From the records below, copy each line that has the word "NormalizePass" in it.

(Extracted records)
= = =
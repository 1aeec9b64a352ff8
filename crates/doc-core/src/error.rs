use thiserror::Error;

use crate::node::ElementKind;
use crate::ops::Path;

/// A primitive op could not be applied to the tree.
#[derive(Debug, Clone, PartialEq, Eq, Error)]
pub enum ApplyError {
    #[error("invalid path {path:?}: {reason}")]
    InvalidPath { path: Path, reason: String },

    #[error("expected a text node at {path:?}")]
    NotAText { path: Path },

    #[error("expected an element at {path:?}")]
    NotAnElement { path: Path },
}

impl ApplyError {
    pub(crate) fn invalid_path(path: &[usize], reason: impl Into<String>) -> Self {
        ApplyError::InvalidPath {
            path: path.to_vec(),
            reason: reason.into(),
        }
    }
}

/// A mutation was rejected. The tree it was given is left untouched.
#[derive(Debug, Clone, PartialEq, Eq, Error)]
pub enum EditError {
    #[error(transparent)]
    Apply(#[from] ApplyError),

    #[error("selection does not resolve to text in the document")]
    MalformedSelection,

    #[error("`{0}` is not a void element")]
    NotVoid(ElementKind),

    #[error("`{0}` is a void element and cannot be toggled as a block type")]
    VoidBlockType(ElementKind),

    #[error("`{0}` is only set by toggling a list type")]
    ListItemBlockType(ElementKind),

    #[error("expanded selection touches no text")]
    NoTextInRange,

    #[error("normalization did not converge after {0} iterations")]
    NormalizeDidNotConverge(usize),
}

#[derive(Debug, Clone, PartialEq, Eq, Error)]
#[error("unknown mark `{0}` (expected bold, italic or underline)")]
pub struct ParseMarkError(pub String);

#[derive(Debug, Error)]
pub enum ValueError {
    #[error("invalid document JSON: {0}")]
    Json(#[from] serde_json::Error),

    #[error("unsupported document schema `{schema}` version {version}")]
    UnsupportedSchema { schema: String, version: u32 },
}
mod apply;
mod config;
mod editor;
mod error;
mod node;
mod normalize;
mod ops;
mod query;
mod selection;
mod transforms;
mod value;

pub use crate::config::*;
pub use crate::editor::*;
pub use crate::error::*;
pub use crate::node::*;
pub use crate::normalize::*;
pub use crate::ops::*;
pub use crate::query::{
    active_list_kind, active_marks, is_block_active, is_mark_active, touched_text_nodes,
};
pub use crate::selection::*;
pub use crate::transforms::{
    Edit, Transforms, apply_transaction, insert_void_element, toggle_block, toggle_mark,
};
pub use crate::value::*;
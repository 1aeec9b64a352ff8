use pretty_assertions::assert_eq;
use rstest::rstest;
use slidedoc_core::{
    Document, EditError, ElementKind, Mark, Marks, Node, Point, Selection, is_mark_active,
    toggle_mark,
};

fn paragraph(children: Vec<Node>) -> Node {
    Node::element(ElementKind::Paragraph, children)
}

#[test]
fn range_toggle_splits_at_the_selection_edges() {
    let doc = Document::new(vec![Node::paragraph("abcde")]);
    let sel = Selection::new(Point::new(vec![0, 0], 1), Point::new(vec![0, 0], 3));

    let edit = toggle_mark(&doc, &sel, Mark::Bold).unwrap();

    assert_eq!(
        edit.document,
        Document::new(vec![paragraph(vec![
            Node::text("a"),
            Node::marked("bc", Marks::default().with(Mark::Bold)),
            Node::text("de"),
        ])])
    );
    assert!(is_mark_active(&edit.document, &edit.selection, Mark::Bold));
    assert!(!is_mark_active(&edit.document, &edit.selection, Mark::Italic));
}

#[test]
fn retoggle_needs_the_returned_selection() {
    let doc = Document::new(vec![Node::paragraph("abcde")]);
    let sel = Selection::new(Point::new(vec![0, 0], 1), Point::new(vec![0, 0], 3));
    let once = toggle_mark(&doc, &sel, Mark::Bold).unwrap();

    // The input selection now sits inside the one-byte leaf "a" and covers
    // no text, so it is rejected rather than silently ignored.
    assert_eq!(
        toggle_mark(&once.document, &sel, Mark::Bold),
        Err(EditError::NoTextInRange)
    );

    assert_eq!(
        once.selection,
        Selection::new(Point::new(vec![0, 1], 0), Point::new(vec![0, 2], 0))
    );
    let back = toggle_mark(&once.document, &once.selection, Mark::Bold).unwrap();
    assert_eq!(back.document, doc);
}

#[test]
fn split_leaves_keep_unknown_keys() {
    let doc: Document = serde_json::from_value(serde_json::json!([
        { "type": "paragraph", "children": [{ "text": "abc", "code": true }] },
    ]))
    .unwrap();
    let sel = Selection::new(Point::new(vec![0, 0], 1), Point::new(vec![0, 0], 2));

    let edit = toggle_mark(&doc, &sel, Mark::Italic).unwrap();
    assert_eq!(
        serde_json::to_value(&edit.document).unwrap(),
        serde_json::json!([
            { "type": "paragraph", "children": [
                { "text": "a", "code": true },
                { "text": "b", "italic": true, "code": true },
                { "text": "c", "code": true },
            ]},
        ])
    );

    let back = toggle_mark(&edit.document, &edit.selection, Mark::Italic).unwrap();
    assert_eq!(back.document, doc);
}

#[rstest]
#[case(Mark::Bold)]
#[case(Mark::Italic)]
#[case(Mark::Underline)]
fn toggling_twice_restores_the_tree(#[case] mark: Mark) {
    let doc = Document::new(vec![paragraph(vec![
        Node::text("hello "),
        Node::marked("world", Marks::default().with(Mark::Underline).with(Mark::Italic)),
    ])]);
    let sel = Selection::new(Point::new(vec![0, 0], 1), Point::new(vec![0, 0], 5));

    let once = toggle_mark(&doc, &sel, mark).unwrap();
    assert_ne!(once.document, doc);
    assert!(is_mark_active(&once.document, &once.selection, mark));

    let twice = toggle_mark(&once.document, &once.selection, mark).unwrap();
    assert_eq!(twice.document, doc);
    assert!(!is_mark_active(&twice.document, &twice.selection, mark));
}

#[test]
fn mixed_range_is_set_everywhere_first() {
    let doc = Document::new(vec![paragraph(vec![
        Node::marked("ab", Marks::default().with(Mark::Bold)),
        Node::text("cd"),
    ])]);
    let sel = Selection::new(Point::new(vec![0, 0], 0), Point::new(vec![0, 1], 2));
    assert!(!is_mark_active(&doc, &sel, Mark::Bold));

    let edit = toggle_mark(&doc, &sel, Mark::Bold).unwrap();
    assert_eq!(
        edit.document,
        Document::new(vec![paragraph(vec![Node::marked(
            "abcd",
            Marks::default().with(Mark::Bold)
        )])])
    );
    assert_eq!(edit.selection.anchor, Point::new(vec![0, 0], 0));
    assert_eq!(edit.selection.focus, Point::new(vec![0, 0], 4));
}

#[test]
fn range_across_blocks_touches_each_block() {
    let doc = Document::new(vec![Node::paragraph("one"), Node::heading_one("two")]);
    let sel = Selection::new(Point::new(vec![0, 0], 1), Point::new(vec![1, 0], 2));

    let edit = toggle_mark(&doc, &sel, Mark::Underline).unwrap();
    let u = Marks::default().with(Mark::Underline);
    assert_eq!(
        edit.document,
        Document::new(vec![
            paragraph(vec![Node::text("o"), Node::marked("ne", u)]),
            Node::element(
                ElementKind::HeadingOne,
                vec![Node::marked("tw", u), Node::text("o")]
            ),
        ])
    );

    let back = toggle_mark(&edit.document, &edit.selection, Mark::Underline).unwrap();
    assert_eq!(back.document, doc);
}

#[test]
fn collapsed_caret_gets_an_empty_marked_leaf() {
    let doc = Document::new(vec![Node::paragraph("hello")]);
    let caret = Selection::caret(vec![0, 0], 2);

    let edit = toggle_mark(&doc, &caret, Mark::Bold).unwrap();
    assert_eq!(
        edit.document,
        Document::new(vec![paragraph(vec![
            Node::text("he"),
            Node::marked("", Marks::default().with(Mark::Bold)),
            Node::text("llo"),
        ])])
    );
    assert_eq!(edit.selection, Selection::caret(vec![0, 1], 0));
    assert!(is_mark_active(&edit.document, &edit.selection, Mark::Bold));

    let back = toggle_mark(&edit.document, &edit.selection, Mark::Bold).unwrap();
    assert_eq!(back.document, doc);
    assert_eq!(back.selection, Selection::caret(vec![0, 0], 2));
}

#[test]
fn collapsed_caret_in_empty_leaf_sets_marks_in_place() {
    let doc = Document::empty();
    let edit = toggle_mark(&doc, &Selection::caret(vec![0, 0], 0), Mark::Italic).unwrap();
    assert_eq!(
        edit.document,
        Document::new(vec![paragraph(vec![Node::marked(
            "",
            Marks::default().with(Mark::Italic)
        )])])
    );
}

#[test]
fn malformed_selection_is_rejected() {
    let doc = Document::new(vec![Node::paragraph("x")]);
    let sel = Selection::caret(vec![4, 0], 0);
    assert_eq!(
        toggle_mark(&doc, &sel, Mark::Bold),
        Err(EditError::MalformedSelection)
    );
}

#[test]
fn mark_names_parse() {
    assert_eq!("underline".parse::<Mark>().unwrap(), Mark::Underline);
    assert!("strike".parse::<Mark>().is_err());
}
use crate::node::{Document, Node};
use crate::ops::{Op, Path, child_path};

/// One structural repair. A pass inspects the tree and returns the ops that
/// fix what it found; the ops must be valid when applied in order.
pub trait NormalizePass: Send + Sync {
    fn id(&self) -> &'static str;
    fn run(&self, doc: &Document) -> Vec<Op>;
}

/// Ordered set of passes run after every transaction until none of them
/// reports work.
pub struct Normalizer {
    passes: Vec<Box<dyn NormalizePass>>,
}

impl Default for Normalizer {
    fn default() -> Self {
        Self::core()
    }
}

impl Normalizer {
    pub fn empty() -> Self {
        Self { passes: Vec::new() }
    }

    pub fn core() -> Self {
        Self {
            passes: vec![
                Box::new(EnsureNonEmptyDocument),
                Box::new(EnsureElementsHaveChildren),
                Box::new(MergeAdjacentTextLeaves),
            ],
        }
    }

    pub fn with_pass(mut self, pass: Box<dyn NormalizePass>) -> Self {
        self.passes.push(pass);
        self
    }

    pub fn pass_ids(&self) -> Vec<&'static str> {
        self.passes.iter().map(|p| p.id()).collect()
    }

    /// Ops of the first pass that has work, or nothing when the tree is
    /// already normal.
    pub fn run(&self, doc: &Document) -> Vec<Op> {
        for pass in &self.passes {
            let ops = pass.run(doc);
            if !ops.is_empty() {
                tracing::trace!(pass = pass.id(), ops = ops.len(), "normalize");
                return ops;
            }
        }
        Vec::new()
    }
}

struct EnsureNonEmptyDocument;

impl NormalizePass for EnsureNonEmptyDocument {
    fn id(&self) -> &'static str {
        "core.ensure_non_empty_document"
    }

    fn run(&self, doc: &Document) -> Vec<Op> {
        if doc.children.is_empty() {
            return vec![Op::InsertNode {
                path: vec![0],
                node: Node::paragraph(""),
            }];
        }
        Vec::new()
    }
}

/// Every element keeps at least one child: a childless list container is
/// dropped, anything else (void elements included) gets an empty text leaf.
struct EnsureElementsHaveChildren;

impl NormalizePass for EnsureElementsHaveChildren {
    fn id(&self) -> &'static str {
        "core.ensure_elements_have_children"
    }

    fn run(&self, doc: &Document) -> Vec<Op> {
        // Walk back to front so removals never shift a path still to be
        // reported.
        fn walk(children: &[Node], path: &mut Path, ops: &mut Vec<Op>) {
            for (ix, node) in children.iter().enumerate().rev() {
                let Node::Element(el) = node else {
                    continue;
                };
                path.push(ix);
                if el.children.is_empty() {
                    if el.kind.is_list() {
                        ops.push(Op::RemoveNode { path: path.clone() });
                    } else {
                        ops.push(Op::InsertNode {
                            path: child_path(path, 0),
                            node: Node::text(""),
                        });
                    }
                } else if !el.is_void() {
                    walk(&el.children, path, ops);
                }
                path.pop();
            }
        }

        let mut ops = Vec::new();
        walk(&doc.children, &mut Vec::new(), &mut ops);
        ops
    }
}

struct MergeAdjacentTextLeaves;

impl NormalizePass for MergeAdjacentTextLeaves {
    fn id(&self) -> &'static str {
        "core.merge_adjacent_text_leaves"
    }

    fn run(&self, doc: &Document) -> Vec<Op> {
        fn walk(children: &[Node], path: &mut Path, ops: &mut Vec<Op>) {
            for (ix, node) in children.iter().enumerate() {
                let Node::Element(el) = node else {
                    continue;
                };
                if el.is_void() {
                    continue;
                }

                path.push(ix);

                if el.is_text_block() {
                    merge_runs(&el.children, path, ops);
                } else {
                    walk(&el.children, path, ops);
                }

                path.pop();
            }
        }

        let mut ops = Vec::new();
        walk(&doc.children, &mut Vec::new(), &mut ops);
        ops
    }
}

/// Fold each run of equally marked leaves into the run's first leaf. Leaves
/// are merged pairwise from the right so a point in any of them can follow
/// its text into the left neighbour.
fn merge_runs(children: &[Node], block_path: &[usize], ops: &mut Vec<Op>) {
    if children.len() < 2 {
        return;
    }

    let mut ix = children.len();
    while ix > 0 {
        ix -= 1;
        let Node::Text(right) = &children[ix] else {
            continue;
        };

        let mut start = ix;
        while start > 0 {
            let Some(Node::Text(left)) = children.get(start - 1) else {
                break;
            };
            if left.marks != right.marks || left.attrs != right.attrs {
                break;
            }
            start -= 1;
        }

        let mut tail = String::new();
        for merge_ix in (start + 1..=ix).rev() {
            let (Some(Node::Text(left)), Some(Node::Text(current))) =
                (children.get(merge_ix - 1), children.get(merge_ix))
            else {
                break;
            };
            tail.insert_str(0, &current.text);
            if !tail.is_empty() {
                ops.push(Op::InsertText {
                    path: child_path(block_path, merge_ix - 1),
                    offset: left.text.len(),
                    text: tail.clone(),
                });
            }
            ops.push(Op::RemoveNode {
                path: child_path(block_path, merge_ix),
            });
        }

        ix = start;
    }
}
= = =
:: Solution to the exercise ::
pub trait NormalizePass: Send + Sync {
    passes: Vec<Box<dyn NormalizePass>>,
    pub fn with_pass(mut self, pass: Box<dyn NormalizePass>) -> Self {
impl NormalizePass for EnsureNonEmptyDocument {
impl NormalizePass for EnsureElementsHaveChildren {
impl NormalizePass for MergeAdjacentTextLeaves {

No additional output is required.